───── Data records

use std::collections::HashMap;
use std::sync::{Mutex, MutexGuard, PoisonError};
use std::time::{Duration, Instant};

use tracing::debug;

use crate::error::{SupportError, SupportResult};

/// Absorbs float drift so a bucket refilled for exactly `1 / rate` ms holds
/// a whole token.
const EPSILON: f64 = 1e-9;

#[derive(Debug, Clone, Copy, PartialEq)]
pub struct BucketConfig {
    pub capacity: f64,
    pub refill_per_ms: f64,
}

impl BucketConfig {
    /// `capacity` tokens, refilled evenly over `window`.
    pub fn per_window(capacity: f64, window: Duration) -> Self {
        Self {
            capacity,
            refill_per_ms: capacity / window.as_millis().max(1) as f64,
        }
    }

    /// Conversation creation: burst of 10, 10 per minute.
    pub fn conversation_create() -> Self {
        Self::per_window(10.0, Duration::from_secs(60))
    }

    /// AI enrichment: 5 per hour per subject.
    pub fn ai_enrichment() -> Self {
        Self::per_window(5.0, Duration::from_secs(3600))
    }
}

#[derive(Debug, Clone, Copy, PartialEq)]
pub enum Decision {
    Allowed { remaining: f64 },
    Denied { remaining: f64, retry_after: Duration },
}

impl Decision {
    pub fn is_allowed(&self) -> bool {
        matches!(self, Self::Allowed { .. })
    }
}

struct Bucket {
    tokens: f64,
    last_refill: Instant,
}

/// Per-key token buckets held in process memory. Best effort: state is lost
/// on restart and not shared between processes.
pub struct RateLimiter {
    config: BucketConfig,
    buckets: Mutex<HashMap<String, Bucket>>,
}

impl RateLimiter {
    pub fn new(config: BucketConfig) -> Self {
        Self {
            config,
            buckets: Mutex::new(HashMap::new()),
        }
    }

    pub fn config(&self) -> BucketConfig {
        self.config
    }

    fn buckets(&self) -> MutexGuard<'_, HashMap<String, Bucket>> {
        self.buckets.lock().unwrap_or_else(PoisonError::into_inner)
    }

    pub fn consume(&self, key: &str, n: f64) -> Decision {
        self.consume_at(key, n, Instant::now())
    }

    /// Refill for the time elapsed since the last refill, then take `n`
    /// tokens if they are there. A denial leaves the refilled count alone.
    /// More than `capacity` tokens can never be granted; that denial carries
    /// `Duration::MAX` as its wait.
    pub fn consume_at(&self, key: &str, n: f64, now: Instant) -> Decision {
        let BucketConfig {
            capacity,
            refill_per_ms,
        } = self.config;

        let mut buckets = self.buckets();
        if n > capacity + EPSILON {
            let remaining = buckets.get(key).map_or(capacity, |bucket| bucket.tokens);
            return Decision::Denied {
                remaining,
                retry_after: Duration::MAX,
            };
        }

        let bucket = buckets.entry(key.to_string()).or_insert(Bucket {
            tokens: capacity,
            last_refill: now,
        });

        let elapsed_ms = now.saturating_duration_since(bucket.last_refill).as_secs_f64() * 1000.0;
        bucket.tokens = (bucket.tokens + elapsed_ms * refill_per_ms).min(capacity);
        if now > bucket.last_refill {
            bucket.last_refill = now;
        }

        if bucket.tokens + EPSILON >= n {
            bucket.tokens = (bucket.tokens - n).max(0.0);
            Decision::Allowed {
                remaining: bucket.tokens,
            }
        } else {
            let missing = n - bucket.tokens;
            let wait_ms = if refill_per_ms > 0.0 {
                (missing / refill_per_ms).ceil()
            } else {
                f64::from(u32::MAX)
            };
            debug!(key, remaining = bucket.tokens, "rate limit denied");
            Decision::Denied {
                remaining: bucket.tokens,
                retry_after: Duration::from_millis(wait_ms as u64),
            }
        }
    }

    /// `consume` as a `Result`, for call sites that just propagate. Asking
    /// for more than a full bucket is invalid input rather than a rate limit.
    pub fn check(&self, key: &str, n: f64) -> SupportResult<f64> {
        if !(n > 0.0 && n <= self.config.capacity) {
            return Err(SupportError::invalid_input(format!(
                "cannot take {} tokens from a bucket of {}",
                n, self.config.capacity
            )));
        }
        match self.consume(key, n) {
            Decision::Allowed { remaining } => Ok(remaining),
            Decision::Denied {
                remaining,
                retry_after,
            } => Err(SupportError::RateLimited {
                remaining,
                retry_after_ms: u64::try_from(retry_after.as_millis()).unwrap_or(u64::MAX),
            }),
        }
    }

    /// Forget buckets that have been idle for `max_idle` and would be full by
    /// now. Returns how many were dropped.
    pub fn prune_idle(&self, max_idle: Duration) -> usize {
        self.prune_idle_at(max_idle, Instant::now())
    }

    pub fn prune_idle_at(&self, max_idle: Duration, now: Instant) -> usize {
        let BucketConfig {
            capacity,
            refill_per_ms,
        } = self.config;

        let mut buckets = self.buckets();
        let before = buckets.len();
        buckets.retain(|_, bucket| {
            let idle = now.saturating_duration_since(bucket.last_refill);
            let refilled = bucket.tokens + idle.as_secs_f64() * 1000.0 * refill_per_ms;
            idle < max_idle || refilled + EPSILON < capacity
        });
        before - buckets.len()
    }

    pub fn tracked_keys(&self) -> usize {
        self.buckets().len()
    }
}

──────────

Output all of the records exactly, with nothing omitted.

> Solution:
use std::collections::HashMap;
use std::sync::{Mutex, MutexGuard, PoisonError};
use std::time::{Duration, Instant};

use tracing::debug;

use crate::error::{SupportError, SupportResult};

/// Absorbs float drift so a bucket refilled for exactly `1 / rate` ms holds
/// a whole token.
const EPSILON: f64 = 1e-9;

#[derive(Debug, Clone, Copy, PartialEq)]
pub struct BucketConfig {
    pub capacity: f64,
    pub refill_per_ms: f64,
}

impl BucketConfig {
    /// `capacity` tokens, refilled evenly over `window`.
    pub fn per_window(capacity: f64, window: Duration) -> Self {
        Self {
            capacity,
            refill_per_ms: capacity / window.as_millis().max(1) as f64,
        }
    }

    /// Conversation creation: burst of 10, 10 per minute.
    pub fn conversation_create() -> Self {
        Self::per_window(10.0, Duration::from_secs(60))
    }

    /// AI enrichment: 5 per hour per subject.
    pub fn ai_enrichment() -> Self {
        Self::per_window(5.0, Duration::from_secs(3600))
    }
}

#[derive(Debug, Clone, Copy, PartialEq)]
pub enum Decision {
    Allowed { remaining: f64 },
    Denied { remaining: f64, retry_after: Duration },
}

impl Decision {
    pub fn is_allowed(&self) -> bool {
        matches!(self, Self::Allowed { .. })
    }
}

struct Bucket {
    tokens: f64,
    last_refill: Instant,
}

/// Per-key token buckets held in process memory. Best effort: state is lost
/// on restart and not shared between processes.
pub struct RateLimiter {
    config: BucketConfig,
    buckets: Mutex<HashMap<String, Bucket>>,
}

impl RateLimiter {
    pub fn new(config: BucketConfig) -> Self {
        Self {
            config,
            buckets: Mutex::new(HashMap::new()),
        }
    }

    pub fn config(&self) -> BucketConfig {
        self.config
    }

    fn buckets(&self) -> MutexGuard<'_, HashMap<String, Bucket>> {
        self.buckets.lock().unwrap_or_else(PoisonError::into_inner)
    }

    pub fn consume(&self, key: &str, n: f64) -> Decision {
        self.consume_at(key, n, Instant::now())
    }

    /// Refill for the time elapsed since the last refill, then take `n`
    /// tokens if they are there. A denial leaves the refilled count alone.
    /// More than `capacity` tokens can never be granted; that denial carries
    /// `Duration::MAX` as its wait.
    pub fn consume_at(&self, key: &str, n: f64, now: Instant) -> Decision {
        let BucketConfig {
            capacity,
            refill_per_ms,
        } = self.config;

        let mut buckets = self.buckets();
        if n > capacity + EPSILON {
            let remaining = buckets.get(key).map_or(capacity, |bucket| bucket.tokens);
            return Decision::Denied {
                remaining,
                retry_after: Duration::MAX,
            };
        }

        let bucket = buckets.entry(key.to_string()).or_insert(Bucket {
            tokens: capacity,
            last_refill: now,
        });

        let elapsed_ms = now.saturating_duration_since(bucket.last_refill).as_secs_f64() * 1000.0;
        bucket.tokens = (bucket.tokens + elapsed_ms * refill_per_ms).min(capacity);
        if now > bucket.last_refill {
            bucket.last_refill = now;
        }

        if bucket.tokens + EPSILON >= n {
            bucket.tokens = (bucket.tokens - n).max(0.0);
            Decision::Allowed {
                remaining: bucket.tokens,
            }
        } else {
            let missing = n - bucket.tokens;
            let wait_ms = if refill_per_ms > 0.0 {
                (missing / refill_per_ms).ceil()
            } else {
                f64::from(u32::MAX)
            };
            debug!(key, remaining = bucket.tokens, "rate limit denied");
            Decision::Denied {
                remaining: bucket.tokens,
                retry_after: Duration::from_millis(wait_ms as u64),
            }
        }
    }

    /// `consume` as a `Result`, for call sites that just propagate. Asking
    /// for more than a full bucket is invalid input rather than a rate limit.
    pub fn check(&self, key: &str, n: f64) -> SupportResult<f64> {
        if !(n > 0.0 && n <= self.config.capacity) {
            return Err(SupportError::invalid_input(format!(
                "cannot take {} tokens from a bucket of {}",
                n, self.config.capacity
            )));
        }
        match self.consume(key, n) {
            Decision::Allowed { remaining } => Ok(remaining),
            Decision::Denied {
                remaining,
                retry_after,
            } => Err(SupportError::RateLimited {
                remaining,
                retry_after_ms: u64::try_from(retry_after.as_millis()).unwrap_or(u64::MAX),
            }),
        }
    }

    /// Forget buckets that have been idle for `max_idle` and would be full by
    /// now. Returns how many were dropped.
    pub fn prune_idle(&self, max_idle: Duration) -> usize {
        self.prune_idle_at(max_idle, Instant::now())
    }

    pub fn prune_idle_at(&self, max_idle: Duration, now: Instant) -> usize {
        let BucketConfig {
            capacity,
            refill_per_ms,
        } = self.config;

        let mut buckets = self.buckets();
        let before = buckets.len();
        buckets.retain(|_, bucket| {
            let idle = now.saturating_duration_since(bucket.last_refill);
            let refilled = bucket.tokens + idle.as_secs_f64() * 1000.0 * refill_per_ms;
            idle < max_idle || refilled + EPSILON < capacity
        });
        before - buckets.len()
    }

    pub fn tracked_keys(&self) -> usize {
        self.buckets().len()
    }
}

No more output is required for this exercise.